→ **Provided data**
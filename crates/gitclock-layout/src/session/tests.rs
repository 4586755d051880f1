use std::sync::Arc;

use gitclock_platform::{MemoryPreferences, PreferenceStore};

use super::*;
use crate::error::SessionError;
use crate::model::{Layout, LayoutMap};
use crate::store::{LayoutStore, LAYOUT_KEY};
use crate::widget::WidgetId;

fn setup() -> (Arc<MemoryPreferences>, Arc<LayoutStore>, GestureSession) {
    let prefs = Arc::new(MemoryPreferences::new());
    let store = Arc::new(LayoutStore::open(prefs.clone()));
    let session = GestureSession::new(store.clone(), ScaleLimits::default());
    (prefs, store, session)
}

// =============================================================================
// State machine
// =============================================================================

#[test]
fn starts_idle() {
    let (_, _, session) = setup();
    assert_eq!(session.state(), SessionState::Idle);
}

#[test]
fn gestures_require_edit_mode() {
    let (_, _, mut session) = setup();
    assert!(matches!(
        session.begin_gesture(WidgetId::Clock),
        Err(SessionError::NotEditing)
    ));
    assert!(matches!(session.save(), Err(SessionError::NotEditing)));
    assert!(matches!(session.cancel(), Err(SessionError::NotEditing)));
}

#[test]
fn entering_twice_is_rejected() {
    let (_, _, mut session) = setup();
    session.enter_edit().unwrap();
    assert!(matches!(
        session.enter_edit(),
        Err(SessionError::AlreadyEditing)
    ));
}

#[test]
fn one_gesture_at_a_time() {
    let (_, _, mut session) = setup();
    session.enter_edit().unwrap();
    session.begin_gesture(WidgetId::Clock).unwrap();
    assert!(matches!(
        session.begin_gesture(WidgetId::Battery),
        Err(SessionError::GestureInProgress(WidgetId::Clock))
    ));
    session.end_gesture().unwrap();
    session.begin_gesture(WidgetId::Battery).unwrap();
}

#[test]
fn update_without_gesture_fails() {
    let (_, _, mut session) = setup();
    session.enter_edit().unwrap();
    assert!(matches!(
        session.update_gesture(1.0, 1.0, 1.0),
        Err(SessionError::NoActiveGesture)
    ));
}

// =============================================================================
// Delta accumulation
// =============================================================================

#[test]
fn pans_accumulate_from_start_position() {
    let (_, store, mut session) = setup();
    session.enter_edit().unwrap();
    session.begin_gesture(WidgetId::Clock).unwrap();
    session.update_gesture(5.0, -3.0, 1.0).unwrap();
    let layout = session.update_gesture(5.0, -3.0, 1.0).unwrap();

    let start = WidgetId::Clock.default_layout();
    assert_eq!(layout.x, start.x + 10.0);
    assert_eq!(layout.y, start.y - 6.0);
    assert_eq!(store.get(WidgetId::Clock), layout);
}

#[test]
fn pinch_is_clamped() {
    let (_, _, mut session) = setup();
    session.enter_edit().unwrap();
    session.begin_gesture(WidgetId::Stats).unwrap();
    let grown = session.update_gesture(0.0, 0.0, 10.0).unwrap();
    assert_eq!(grown.scale, 3.0);
    let shrunk = session.update_gesture(0.0, 0.0, 0.001).unwrap();
    assert_eq!(shrunk.scale, 0.5);
}

#[test]
fn invalid_input_is_ignored() {
    let (_, _, mut session) = setup();
    session.enter_edit().unwrap();
    session.begin_gesture(WidgetId::Battery).unwrap();
    let layout = session.update_gesture(f64::NAN, 1.0, -2.0).unwrap();
    assert_eq!(layout, WidgetId::Battery.default_layout());
}

#[test]
fn remote_commit_mid_gesture_keeps_baseline() {
    let (_, store, mut session) = setup();
    session.enter_edit().unwrap();
    session.begin_gesture(WidgetId::Clock).unwrap();
    session.update_gesture(10.0, 0.0, 1.0).unwrap();

    let remote: LayoutMap = [
        (WidgetId::Clock, Layout::new(-500.0, -500.0, 1.0)),
        (WidgetId::Battery, Layout::new(30.0, 40.0, 1.0)),
    ]
    .into_iter()
    .collect();
    store.commit_entries(&remote).unwrap();

    let layout = session.update_gesture(10.0, 0.0, 1.0).unwrap();
    assert_eq!(layout.x, WidgetId::Clock.default_layout().x + 20.0);
    // Other widgets reflect the remote change immediately.
    assert_eq!(store.get(WidgetId::Battery), Layout::new(30.0, 40.0, 1.0));
}

// =============================================================================
// Save and cancel
// =============================================================================

#[test]
fn save_commits_once() {
    let (prefs, store, mut session) = setup();
    session.enter_edit().unwrap();
    session.begin_gesture(WidgetId::Clock).unwrap();
    for _ in 0..100 {
        session.update_gesture(1.0, 1.0, 1.0).unwrap();
    }
    session.end_gesture().unwrap();
    assert_eq!(prefs.get(LAYOUT_KEY).unwrap(), None);

    session.save().unwrap();
    assert!(!session.is_editing());
    store.reload();
    assert_eq!(store.get(WidgetId::Clock).x, 100.0);
}

#[test]
fn drag_then_abandon_restores_committed_map() {
    let (_, store, mut session) = setup();
    store.upsert(WidgetId::Stats, 1.0, 2.0, 1.0);
    store.commit().unwrap();
    let before = store.snapshot();

    session.enter_edit().unwrap();
    session.begin_gesture(WidgetId::Stats).unwrap();
    session.update_gesture(40.0, 40.0, 2.0).unwrap();
    session.cancel().unwrap();

    assert_eq!(store.snapshot(), before);
    assert_eq!(store.committed(), before);
    assert_eq!(session.state(), SessionState::Idle);
}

→ **Problem to work on**
What is needed is an exact reproduction of the data.

→ **Response to the task**
filename crates/gitclock-layout/src/session/tests.rs
repository 4586755d051880f1
use std::sync::Arc;

use gitclock_platform::{MemoryPreferences, PreferenceStore};

use super::*;
use crate::error::SessionError;
use crate::model::{Layout, LayoutMap};
use crate::store::{LayoutStore, LAYOUT_KEY};
use crate::widget::WidgetId;

fn setup() -> (Arc<MemoryPreferences>, Arc<LayoutStore>, GestureSession) {
    let prefs = Arc::new(MemoryPreferences::new());
    let store = Arc::new(LayoutStore::open(prefs.clone()));
    let session = GestureSession::new(store.clone(), ScaleLimits::default());
    (prefs, store, session)
}

// =============================================================================
// State machine
// =============================================================================

#[test]
fn starts_idle() {
    let (_, _, session) = setup();
    assert_eq!(session.state(), SessionState::Idle);
}

#[test]
fn gestures_require_edit_mode() {
    let (_, _, mut session) = setup();
    assert!(matches!(
        session.begin_gesture(WidgetId::Clock),
        Err(SessionError::NotEditing)
    ));
    assert!(matches!(session.save(), Err(SessionError::NotEditing)));
    assert!(matches!(session.cancel(), Err(SessionError::NotEditing)));
}

#[test]
fn entering_twice_is_rejected() {
    let (_, _, mut session) = setup();
    session.enter_edit().unwrap();
    assert!(matches!(
        session.enter_edit(),
        Err(SessionError::AlreadyEditing)
    ));
}

#[test]
fn one_gesture_at_a_time() {
    let (_, _, mut session) = setup();
    session.enter_edit().unwrap();
    session.begin_gesture(WidgetId::Clock).unwrap();
    assert!(matches!(
        session.begin_gesture(WidgetId::Battery),
        Err(SessionError::GestureInProgress(WidgetId::Clock))
    ));
    session.end_gesture().unwrap();
    session.begin_gesture(WidgetId::Battery).unwrap();
}

#[test]
fn update_without_gesture_fails() {
    let (_, _, mut session) = setup();
    session.enter_edit().unwrap();
    assert!(matches!(
        session.update_gesture(1.0, 1.0, 1.0),
        Err(SessionError::NoActiveGesture)
    ));
}

// =============================================================================
// Delta accumulation
// =============================================================================

#[test]
fn pans_accumulate_from_start_position() {
    let (_, store, mut session) = setup();
    session.enter_edit().unwrap();
    session.begin_gesture(WidgetId::Clock).unwrap();
    session.update_gesture(5.0, -3.0, 1.0).unwrap();
    let layout = session.update_gesture(5.0, -3.0, 1.0).unwrap();

    let start = WidgetId::Clock.default_layout();
    assert_eq!(layout.x, start.x + 10.0);
    assert_eq!(layout.y, start.y - 6.0);
    assert_eq!(store.get(WidgetId::Clock), layout);
}

#[test]
fn pinch_is_clamped() {
    let (_, _, mut session) = setup();
    session.enter_edit().unwrap();
    session.begin_gesture(WidgetId::Stats).unwrap();
    let grown = session.update_gesture(0.0, 0.0, 10.0).unwrap();
    assert_eq!(grown.scale, 3.0);
    let shrunk = session.update_gesture(0.0, 0.0, 0.001).unwrap();
    assert_eq!(shrunk.scale, 0.5);
}

#[test]
fn invalid_input_is_ignored() {
    let (_, _, mut session) = setup();
    session.enter_edit().unwrap();
    session.begin_gesture(WidgetId::Battery).unwrap();
    let layout = session.update_gesture(f64::NAN, 1.0, -2.0).unwrap();
    assert_eq!(layout, WidgetId::Battery.default_layout());
}

#[test]
fn remote_commit_mid_gesture_keeps_baseline() {
    let (_, store, mut session) = setup();
    session.enter_edit().unwrap();
    session.begin_gesture(WidgetId::Clock).unwrap();
    session.update_gesture(10.0, 0.0, 1.0).unwrap();

    let remote: LayoutMap = [
        (WidgetId::Clock, Layout::new(-500.0, -500.0, 1.0)),
        (WidgetId::Battery, Layout::new(30.0, 40.0, 1.0)),
    ]
    .into_iter()
    .collect();
    store.commit_entries(&remote).unwrap();

    let layout = session.update_gesture(10.0, 0.0, 1.0).unwrap();
    assert_eq!(layout.x, WidgetId::Clock.default_layout().x + 20.0);
    // Other widgets reflect the remote change immediately.
    assert_eq!(store.get(WidgetId::Battery), Layout::new(30.0, 40.0, 1.0));
}

// =============================================================================
// Save and cancel
// =============================================================================

#[test]
fn save_commits_once() {
    let (prefs, store, mut session) = setup();
    session.enter_edit().unwrap();
    session.begin_gesture(WidgetId::Clock).unwrap();
    for _ in 0..100 {
        session.update_gesture(1.0, 1.0, 1.0).unwrap();
    }
    session.end_gesture().unwrap();
    assert_eq!(prefs.get(LAYOUT_KEY).unwrap(), None);

    session.save().unwrap();
    assert!(!session.is_editing());
    store.reload();
    assert_eq!(store.get(WidgetId::Clock).x, 100.0);
}

#[test]
fn drag_then_abandon_restores_committed_map() {
    let (_, store, mut session) = setup();
    store.upsert(WidgetId::Stats, 1.0, 2.0, 1.0);
    store.commit().unwrap();
    let before = store.snapshot();

    session.enter_edit().unwrap();
    session.begin_gesture(WidgetId::Stats).unwrap();
    session.update_gesture(40.0, 40.0, 2.0).unwrap();
    session.cancel().unwrap();

    assert_eq!(store.snapshot(), before);
    assert_eq!(store.committed(), before);
    assert_eq!(session.state(), SessionState::Idle);
}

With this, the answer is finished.